As somebody who almost fried his computer during the antenna design course to optimize a dipoles array with a (not optimized) genetic algorithm, I really like this content.
Very cool. Evolutionary Algorithms have kinda been out of the mainstream for a long time. They are good when you can do a lot of "black-box" function evaluations but kinda suck when your computational budget is limited. I wonder if coupling them with ML techniques could bring them back.

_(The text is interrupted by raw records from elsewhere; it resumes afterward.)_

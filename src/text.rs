use std::{borrow::Cow, path::Path};

use crate::{
    color::Rgba8,
    error::{AgjendaError, AgjendaResult},
};

pub use parley::style::FontWeight;

/// RGBA8 brush carried through Parley layouts.
#[derive(Clone, Copy, Debug, Default, PartialEq, Eq)]
pub struct TextBrush {
    pub r: u8,
    pub g: u8,
    pub b: u8,
    pub a: u8,
}

impl From<Rgba8> for TextBrush {
    fn from(c: Rgba8) -> Self {
        Self {
            r: c.r,
            g: c.g,
            b: c.b,
            a: c.a,
        }
    }
}

#[derive(Clone, Copy, Debug)]
pub struct TextStyle {
    pub size_px: f32,
    pub weight: FontWeight,
    pub color: Rgba8,
}

impl TextStyle {
    pub fn regular(size_px: f32, color: Rgba8) -> Self {
        Self {
            size_px,
            weight: FontWeight::NORMAL,
            color,
        }
    }

    pub fn bold(size_px: f32, color: Rgba8) -> Self {
        Self {
            size_px,
            weight: FontWeight::BOLD,
            color,
        }
    }
}

struct LoadedFont {
    family_name: String,
    glyph_font: vello_cpu::peniko::FontData,
}

/// Shapes single lines of text for measurement and glyph rendering.
///
/// Line breaking is NOT delegated to Parley: the slide renderer wraps text
/// itself with [`wrap_text`] and shapes each resulting line independently,
/// so every layout produced here is a one-line layout.
pub struct TextShaper {
    font_ctx: parley::FontContext,
    layout_ctx: parley::LayoutContext<TextBrush>,
    font: Option<LoadedFont>,
}

impl Default for TextShaper {
    fn default() -> Self {
        Self::new()
    }
}

impl TextShaper {
    /// A shaper with no font registered. Measurement returns 0 and shaping
    /// returns `None` until a font is registered, which renders text as
    /// degenerate (absent) output rather than failing.
    pub fn new() -> Self {
        Self {
            font_ctx: parley::FontContext::default(),
            layout_ctx: parley::LayoutContext::new(),
            font: None,
        }
    }

    /// A shaper backed by a font discovered on the host system, or an
    /// `AGJENDA_FONT` override.
    pub fn with_system_font() -> AgjendaResult<Self> {
        let mut shaper = Self::new();
        let path = detect_font_path().ok_or_else(|| {
            AgjendaError::surface_unavailable(
                "no usable .ttf font found; set AGJENDA_FONT or pass --font",
            )
        })?;
        shaper.register_font_file(&path)?;
        Ok(shaper)
    }

    pub fn register_font_file(&mut self, path: &Path) -> AgjendaResult<()> {
        use anyhow::Context as _;
        let bytes = std::fs::read(path)
            .with_context(|| format!("failed to read font file '{}'", path.display()))?;
        self.register_font_bytes(&bytes)
    }

    /// Register raw font bytes; the first family in the blob becomes the
    /// shaping and glyph-rendering font.
    pub fn register_font_bytes(&mut self, font_bytes: &[u8]) -> AgjendaResult<()> {
        let families = self
            .font_ctx
            .collection
            .register_fonts(parley::fontique::Blob::from(font_bytes.to_vec()), None);
        let family_id = families.first().map(|(id, _)| *id).ok_or_else(|| {
            AgjendaError::validation("no font families registered from font bytes")
        })?;

        let family_name = self
            .font_ctx
            .collection
            .family_name(family_id)
            .ok_or_else(|| AgjendaError::validation("registered font family has no name"))?
            .to_string();

        let glyph_font = vello_cpu::peniko::FontData::new(
            vello_cpu::peniko::Blob::from(font_bytes.to_vec()),
            0,
        );

        self.font = Some(LoadedFont {
            family_name,
            glyph_font,
        });
        Ok(())
    }

    pub fn has_font(&self) -> bool {
        self.font.is_some()
    }

    /// Font handle for the raster backend's glyph runs.
    pub fn glyph_font(&self) -> Option<&vello_cpu::peniko::FontData> {
        self.font.as_ref().map(|f| &f.glyph_font)
    }

    /// Shape one line of text. Returns `None` when no font is registered.
    pub fn shape_line(
        &mut self,
        text: &str,
        style: &TextStyle,
    ) -> Option<parley::Layout<TextBrush>> {
        let family_name = self.font.as_ref()?.family_name.clone();

        let mut builder = self
            .layout_ctx
            .ranged_builder(&mut self.font_ctx, text, 1.0, true);
        builder.push_default(parley::style::StyleProperty::FontStack(
            parley::style::FontStack::Source(Cow::Owned(family_name)),
        ));
        builder.push_default(parley::style::StyleProperty::FontSize(style.size_px));
        builder.push_default(parley::style::StyleProperty::FontWeight(style.weight));
        builder.push_default(parley::style::StyleProperty::Brush(TextBrush::from(
            style.color,
        )));

        let mut layout: parley::Layout<TextBrush> = builder.build(text);
        layout.break_all_lines(None);
        layout.align(
            None,
            parley::Alignment::Start,
            parley::AlignmentOptions::default(),
        );
        Some(layout)
    }

    /// Measured rendered width of `text` at `style`, 0 when no font is
    /// registered.
    pub fn measure_width(&mut self, text: &str, style: &TextStyle) -> f32 {
        self.shape_line(text, style)
            .map(|layout| layout.width())
            .unwrap_or(0.0)
    }
}

/// Greedy word wrap over a width-measuring function.
///
/// Words are whitespace-separated (runs of whitespace collapse); a word is
/// appended to the current line unless the measured candidate exceeds
/// `max_width`, in which case the line is committed and the word starts the
/// next one. A single word wider than `max_width` is still placed alone
/// (no mid-word breaking). Empty input yields zero lines.
pub fn wrap_text<F>(text: &str, max_width: f32, mut measure: F) -> Vec<String>
where
    F: FnMut(&str) -> f32,
{
    let mut lines = Vec::new();
    let mut current = String::new();

    for word in text.split_whitespace() {
        let candidate = if current.is_empty() {
            word.to_owned()
        } else {
            format!("{current} {word}")
        };
        if measure(&candidate) > max_width && !current.is_empty() {
            lines.push(std::mem::replace(&mut current, word.to_owned()));
        } else {
            current = candidate;
        }
    }

    if !current.is_empty() {
        lines.push(current);
    }
    lines
}

/// Look for a usable TrueType font: `AGJENDA_FONT` first, then well-known
/// system locations, then a shallow scan of the shared font directories.
fn detect_font_path() -> Option<std::path::PathBuf> {
    if let Ok(p) = std::env::var("AGJENDA_FONT") {
        let p = std::path::PathBuf::from(p);
        if p.is_file() {
            return Some(p);
        }
    }

    const CANDIDATES: [&str; 6] = [
        "/usr/share/fonts/truetype/dejavu/DejaVuSans.ttf",
        "/usr/share/fonts/TTF/DejaVuSans.ttf",
        "/usr/share/fonts/dejavu/DejaVuSans.ttf",
        "/usr/share/fonts/truetype/liberation/LiberationSans-Regular.ttf",
        "/System/Library/Fonts/Supplemental/Arial.ttf",
        "C:\\Windows\\Fonts\\arial.ttf",
    ];
    for c in CANDIDATES {
        let p = std::path::PathBuf::from(c);
        if p.is_file() {
            return Some(p);
        }
    }

    for root in ["/usr/share/fonts", "/usr/local/share/fonts"] {
        if let Some(found) = scan_for_ttf(Path::new(root), 3) {
            return Some(found);
        }
    }
    None
}

fn scan_for_ttf(dir: &Path, depth: usize) -> Option<std::path::PathBuf> {
    if depth == 0 {
        return None;
    }
    let entries = std::fs::read_dir(dir).ok()?;
    let mut subdirs = Vec::new();
    for entry in entries.flatten() {
        let path = entry.path();
        if path.is_file() {
            if path
                .extension()
                .and_then(|e| e.to_str())
                .is_some_and(|e| e.eq_ignore_ascii_case("ttf"))
            {
                return Some(path);
            }
        } else if path.is_dir() {
            subdirs.push(path);
        }
    }
    subdirs.sort();
    for sub in subdirs {
        if let Some(found) = scan_for_ttf(&sub, depth - 1) {
            return Some(found);
        }
    }
    None
}
use std::collections::HashMap;

use kurbo::{Circle, Point, Rect};

use crate::{
    agenda::SlideContext,
    color::Rgba8,
    error::AgjendaResult,
    surface::{PaintPass, Surface, premul_image},
    text::{TextShaper, TextStyle, wrap_text},
};

/// Opaque dark base everything is composed over.
const BASE: Rgba8 = Rgba8::rgb(0x02, 0x06, 0x17);
/// Dark slate used as the far gradient stop and the progress track.
const SLATE: Rgba8 = Rgba8::rgb(0x0f, 0x17, 0x2a);
const TITLE_COLOR: Rgba8 = Rgba8::rgb(0xf8, 0xfa, 0xfc);
const DESCRIPTION_COLOR: Rgba8 = Rgba8::rgb(0xe2, 0xe8, 0xf0);
/// Fixed progress-bar gradient hues (independent of the slide accent).
const BAR_FROM: Rgba8 = Rgba8::rgb(0x06, 0xb6, 0xd4);
const BAR_TO: Rgba8 = Rgba8::rgb(0xa8, 0x55, 0xf7);

const ORB_COUNT: usize = 3;
const TITLE_SIZE_PX: f32 = 72.0;
const TITLE_LINE_HEIGHT: f64 = 84.0;
const DESCRIPTION_SIZE_PX: f32 = 36.0;
const DESCRIPTION_LINE_HEIGHT: f64 = 48.0;
const BADGE_SIZE_PX: f32 = 32.0;

#[derive(Clone, Copy, Debug, PartialEq, Eq, Hash)]
struct LinearKey {
    accent: Rgba8,
    width: u32,
    height: u32,
}

#[derive(Clone, Copy, Debug, PartialEq, Eq, Hash)]
struct OrbKey {
    accent: Rgba8,
    diameter: u32,
    orb: u8,
}

/// Paints one complete slide frame: base wash, accent gradient, decorative
/// orbs, index badge, body panel with wrapped text, and the sequence
/// progress bar.
///
/// Gradient paints are rasterized once per accent color and cached.
pub struct SlideRenderer {
    shaper: TextShaper,
    linear_cache: HashMap<LinearKey, vello_cpu::Image>,
    orb_cache: HashMap<OrbKey, vello_cpu::Image>,
}

impl SlideRenderer {
    pub fn new(shaper: TextShaper) -> Self {
        Self {
            shaper,
            linear_cache: HashMap::new(),
            orb_cache: HashMap::new(),
        }
    }

    pub fn shaper_mut(&mut self) -> &mut TextShaper {
        &mut self.shaper
    }

    /// Paint one frame for `ctx`, fully overwriting `surface`.
    ///
    /// Never fails for a valid agenda item: empty strings produce degenerate
    /// but well-formed output.
    pub fn render(&mut self, surface: &mut Surface, ctx: &SlideContext<'_>) -> AgjendaResult<()> {
        let w = f64::from(surface.width());
        let h = f64::from(surface.height());
        let accent = ctx.item.accent;

        let Self {
            shaper,
            linear_cache,
            orb_cache,
        } = self;

        let mut pass = surface.begin_frame();

        // 1. Opaque base.
        pass.fill_rect(Rect::new(0.0, 0.0, w, h), BASE);

        // 2. Directional accent wash, bottom-left toward top-right.
        let key = LinearKey {
            accent,
            width: w as u32,
            height: h as u32,
        };
        if !linear_cache.contains_key(&key) {
            let bytes = linear_gradient_premul(
                w as u32,
                h as u32,
                (0.0, h as f32),
                (w as f32, 0.0),
                accent.with_opacity(0.35),
                SLATE.with_opacity(0.95),
            );
            linear_cache.insert(key, premul_image(&bytes, w as u32, h as u32)?);
        }
        if let Some(img) = linear_cache.get(&key) {
            pass.fill_rect_image(Rect::new(0.0, 0.0, w, h), img);
        }

        // 3. Decorative orbs along a diagonal, shrinking and fading.
        for i in 0..ORB_COUNT {
            let radius = (w / (4.0 + i as f64 * 2.0)) * 0.8;
            let x = w * 0.3 + i as f64 * radius * 0.8;
            let y = h * (0.6 - i as f64 * 0.05);
            let diameter = (radius * 2.0).ceil().max(1.0) as u32;

            let key = OrbKey {
                accent,
                diameter,
                orb: i as u8,
            };
            if !orb_cache.contains_key(&key) {
                let alpha = 0.5 / (i as f32 + 1.0);
                let bytes = radial_gradient_premul(
                    diameter,
                    0.2,
                    accent.with_opacity(alpha),
                    BASE.with_opacity(0.0),
                );
                orb_cache.insert(key, premul_image(&bytes, diameter, diameter)?);
            }
            if let Some(img) = orb_cache.get(&key) {
                pass.fill_circle_image(Circle::new((x, y), radius), img);
            }
        }

        draw_badge(&mut pass, shaper, ctx, w);
        draw_body(&mut pass, shaper, ctx, w, h);
        draw_progress(&mut pass, ctx, w, h)?;

        pass.finish();
        Ok(())
    }
}

/// 4. Filled pill near the top-left carrying `#{index+1}/{total}`.
fn draw_badge(pass: &mut PaintPass<'_>, shaper: &mut TextShaper, ctx: &SlideContext<'_>, w: f64) {
    let badge = Rect::new(w * 0.08, 110.0, w * 0.08 + 160.0, 110.0 + 66.0);
    pass.fill_rounded_rect(badge, 33.0, ctx.item.accent.with_opacity(0.85));

    let style = TextStyle::bold(BADGE_SIZE_PX, BASE);
    let label = format!("#{}/{}", ctx.index + 1, ctx.total);
    if let Some(layout) = shaper.shape_line(&label, &style)
        && let Some(font) = shaper.glyph_font()
    {
        let y = badge.y0 + (badge.height() - f64::from(layout.height())) / 2.0;
        pass.draw_layout(&layout, font, Point::new(badge.x0 + 40.0, y));
    }
}

/// 5 + 6. Translucent body panel with the wrapped title and description.
fn draw_body(
    pass: &mut PaintPass<'_>,
    shaper: &mut TextShaper,
    ctx: &SlideContext<'_>,
    w: f64,
    h: f64,
) {
    let panel = Rect::new(w * 0.08, h * 0.22, w * 0.92, h * 0.82);
    pass.fill_rounded_rect(panel, 40.0, BASE.with_opacity(0.55));

    let origin = Point::new(w * 0.11, h * 0.3);

    let title_style = TextStyle::bold(TITLE_SIZE_PX, TITLE_COLOR);
    let title = ctx.item.title.to_uppercase();
    let title_lines = wrap_text(&title, (w * 0.76) as f32, |s| {
        shaper.measure_width(s, &title_style)
    });
    for (i, line) in title_lines.iter().enumerate() {
        if let Some(layout) = shaper.shape_line(line, &title_style)
            && let Some(font) = shaper.glyph_font()
        {
            let y = origin.y + i as f64 * TITLE_LINE_HEIGHT;
            pass.draw_layout(&layout, font, Point::new(origin.x, y));
        }
    }

    let description_style =
        TextStyle::regular(DESCRIPTION_SIZE_PX, DESCRIPTION_COLOR.with_opacity(0.86));
    let description_lines = wrap_text(&ctx.item.description, (w * 0.72) as f32, |s| {
        shaper.measure_width(s, &description_style)
    });
    // The description block sits below however many title lines wrapped.
    let offset_y = origin.y + title_lines.len() as f64 * TITLE_LINE_HEIGHT + 60.0;
    for (i, line) in description_lines.iter().enumerate() {
        if let Some(layout) = shaper.shape_line(line, &description_style)
            && let Some(font) = shaper.glyph_font()
        {
            let y = offset_y + i as f64 * DESCRIPTION_LINE_HEIGHT;
            pass.draw_layout(&layout, font, Point::new(origin.x, y));
        }
    }
}

/// 7. Sequence progress: translucent track plus a gradient fill whose width
/// encodes `(index + focus) / total`.
fn draw_progress(
    pass: &mut PaintPass<'_>,
    ctx: &SlideContext<'_>,
    w: f64,
    h: f64,
) -> AgjendaResult<()> {
    let bar_width = w * 0.84;
    let bar_height = 16.0;
    let x = w * 0.08;
    let y = h * 0.84;

    let track = Rect::new(x, y, x + bar_width, y + bar_height);
    pass.fill_rounded_rect(track, bar_height / 2.0, SLATE.with_opacity(0.55));

    let total = ctx.total.max(1) as f64;
    let progress = ((ctx.index as f64 + ctx.focus.clamp(0.0, 1.0)) / total).min(1.0);
    let filled_width = bar_width * progress;
    if filled_width < 1.0 {
        return Ok(());
    }

    let fill_w = filled_width.round().max(1.0) as u32;
    let fill_h = bar_height as u32;
    let bytes = linear_gradient_premul(
        fill_w,
        fill_h,
        (0.0, 0.0),
        (fill_w as f32, 0.0),
        BAR_FROM,
        BAR_TO,
    );
    let img = premul_image(&bytes, fill_w, fill_h)?;
    let fill = Rect::new(x, y, x + filled_width, y + bar_height);
    pass.fill_rounded_rect_image(fill, bar_height / 2.0, &img);
    Ok(())
}

/// Rasterize a two-stop linear gradient (straight-alpha stops, premultiplied
/// output). Canvas-style interpolation: channels and alpha lerp together.
fn linear_gradient_premul(
    width: u32,
    height: u32,
    p0: (f32, f32),
    p1: (f32, f32),
    from: Rgba8,
    to: Rgba8,
) -> Vec<u8> {
    let mut bytes = vec![0u8; width as usize * height as usize * 4];
    let dx = p1.0 - p0.0;
    let dy = p1.1 - p0.1;
    let len_sq = (dx * dx + dy * dy).max(f32::EPSILON);

    for y in 0..height {
        for x in 0..width {
            let t = (((x as f32 - p0.0) * dx + (y as f32 - p0.1) * dy) / len_sq).clamp(0.0, 1.0);
            let px = from.lerp(to, t).to_premul();
            let idx = (y as usize * width as usize + x as usize) * 4;
            bytes[idx..idx + 4].copy_from_slice(&px);
        }
    }
    bytes
}

/// Rasterize a radial gradient disc: solid `from` inside `inner_frac` of the
/// radius, interpolating to `to` at the rim, transparent outside.
fn radial_gradient_premul(diameter: u32, inner_frac: f32, from: Rgba8, to: Rgba8) -> Vec<u8> {
    let mut bytes = vec![0u8; diameter as usize * diameter as usize * 4];
    let r = diameter as f32 / 2.0;
    let r0 = r * inner_frac;
    let span = (r - r0).max(f32::EPSILON);

    for y in 0..diameter {
        for x in 0..diameter {
            let dx = x as f32 + 0.5 - r;
            let dy = y as f32 + 0.5 - r;
            let d = (dx * dx + dy * dy).sqrt();
            if d > r {
                continue;
            }
            let t = ((d - r0) / span).clamp(0.0, 1.0);
            let px = from.lerp(to, t).to_premul();
            let idx = (y as usize * diameter as usize + x as usize) * 4;
            bytes[idx..idx + 4].copy_from_slice(&px);
        }
    }
    bytes
}

#[cfg(test)]
mod tests {
    use super::*;
    use crate::agenda::AgendaItem;

    fn item(accent: &str) -> AgendaItem {
        AgendaItem::new("Title", "Some description text", 5.0, Rgba8::from_hex(accent))
    }

    fn pixel(frame: &crate::surface::FrameRgba, x: u32, y: u32) -> [u8; 4] {
        let idx = ((y * frame.width + x) * 4) as usize;
        [
            frame.data[idx],
            frame.data[idx + 1],
            frame.data[idx + 2],
            frame.data[idx + 3],
        ]
    }

    #[test]
    fn render_produces_fully_opaque_frame() {
        let mut surface = Surface::new(1280, 720).unwrap();
        let mut renderer = SlideRenderer::new(TextShaper::new());
        let item = item("#14b8a6");
        renderer
            .render(
                &mut surface,
                &SlideContext {
                    item: &item,
                    index: 0,
                    total: 2,
                    focus: 0.0,
                },
            )
            .unwrap();

        let frame = surface.frame();
        for (x, y) in [(5, 5), (640, 360), (1275, 715)] {
            assert_eq!(pixel(&frame, x, y)[3], 255, "pixel ({x},{y}) not opaque");
        }
    }

    #[test]
    fn render_tolerates_empty_strings() {
        let mut surface = Surface::new(1280, 720).unwrap();
        let mut renderer = SlideRenderer::new(TextShaper::new());
        let item = AgendaItem::new("x", "y", 5.0, Rgba8::from_hex("#6366f1"));
        let mut blank = item.clone();
        blank.title = String::new();
        blank.description = String::new();
        renderer
            .render(
                &mut surface,
                &SlideContext {
                    item: &blank,
                    index: 0,
                    total: 1,
                    focus: 0.0,
                },
            )
            .unwrap();
    }

    #[test]
    fn progress_fill_appears_up_to_the_expected_width() {
        let mut surface = Surface::new(1280, 720).unwrap();
        let mut renderer = SlideRenderer::new(TextShaper::new());
        let item = item("#14b8a6");
        // (index + focus) / total = 0.25 of the track.
        renderer
            .render(
                &mut surface,
                &SlideContext {
                    item: &item,
                    index: 0,
                    total: 2,
                    focus: 0.5,
                },
            )
            .unwrap();

        let frame = surface.frame();
        let bar_y = (720.0 * 0.84 + 8.0) as u32;

        // Inside the filled quarter: opaque cyan-to-purple gradient.
        let filled = pixel(&frame, 200, bar_y);
        assert_eq!(filled[3], 255);
        assert!(filled[1] > 90, "expected cyan-ish fill, got {filled:?}");
        assert!(filled[2] > 150, "expected cyan-ish fill, got {filled:?}");

        // Past the fill: the translucent slate track over the backdrop.
        let track = pixel(&frame, 800, bar_y);
        assert_ne!(filled, track);
    }

    #[test]
    fn focus_is_clamped_into_unit_range() {
        let mut surface = Surface::new(1280, 720).unwrap();
        let mut renderer = SlideRenderer::new(TextShaper::new());
        let item = item("#f97316");
        // focus > 1 must behave like focus == 1, not overflow the track.
        renderer
            .render(
                &mut surface,
                &SlideContext {
                    item: &item,
                    index: 0,
                    total: 1,
                    focus: 2.5,
                },
            )
            .unwrap();

        let frame = surface.frame();
        let bar_y = (720.0 * 0.84 + 8.0) as u32;
        let right_inside = pixel(&frame, (1280.0 * 0.08 + 1280.0 * 0.84) as u32 - 12, bar_y);
        assert_eq!(right_inside[3], 255);
        // Near the far end the fill approaches the purple stop.
        assert!(right_inside[0] > 100, "expected purple-ish end {right_inside:?}");
    }

    #[test]
    fn gradient_rasterizers_hit_their_stops() {
        let bytes = linear_gradient_premul(
            4,
            1,
            (0.0, 0.0),
            (3.0, 0.0),
            Rgba8::rgb(0, 0, 0),
            Rgba8::rgb(255, 255, 255),
        );
        assert_eq!(&bytes[0..4], &[0, 0, 0, 255]);
        assert_eq!(&bytes[12..16], &[255, 255, 255, 255]);

        let orb = radial_gradient_premul(8, 0.2, Rgba8::rgb(255, 0, 0), Rgba8::rgba(0, 0, 0, 0));
        // Corner is outside the disc, center is solid.
        assert_eq!(&orb[0..4], &[0, 0, 0, 0]);
        let center = (4usize * 8 + 4) * 4;
        assert!(orb[center + 3] > 0);
    }
}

Can someone share with me why antennas need to be designed in the first place? I thought it was one-shape-rules-all type of problem
A long time dream of rocket scientists is single-stage-to-orbit. Ideally you'd have a vehicle that takes off and lands like a conventional jet plane at a regular airport. I've always thought that perhaps AI and evolutionary algorithms might be able to navigate a way through the various tradeoffs and design constraints that have stopped us so far.
Could somebody share link to calculator of antenna parameters for arbitrary shape? Or may be some good book, where to read, how these things calculated?
I've seen few books on this topic, but have some issues on translate them into program.
This has to have been done in more modern times in simulation of the EM field for a better design instead of practically
Do people not go on Wikipedia nowadays? This is literally on the frontpage of the wiki for this stuff: https://en.wikipedia.org/wiki/Genetic_algorithm
These designs fascinate people who haven't designed antennas. I don't doubt that throwing enough computational power at optimizing antennas will produce antennas optimized for something at the expense of something else but if you're a casual what you should notice is that these papers never mention the "something elses". You can get a paper out of just about any antenna design, btw. There's also a type of ham that will tune up a bedframe or whatever. So just getting something to radiate should not be confused with advancing the state of the art.
These antennas found their way into the utterly savage "pathological antennas" chapter of Hansen and Collin's _Small Antenna Handbook_. See "random segment antennas". Hansen and Collin is the book to have on your shelf if you're doing any small antennas commercially and that chapter is the chapter to go to when you're asked "why don't you just".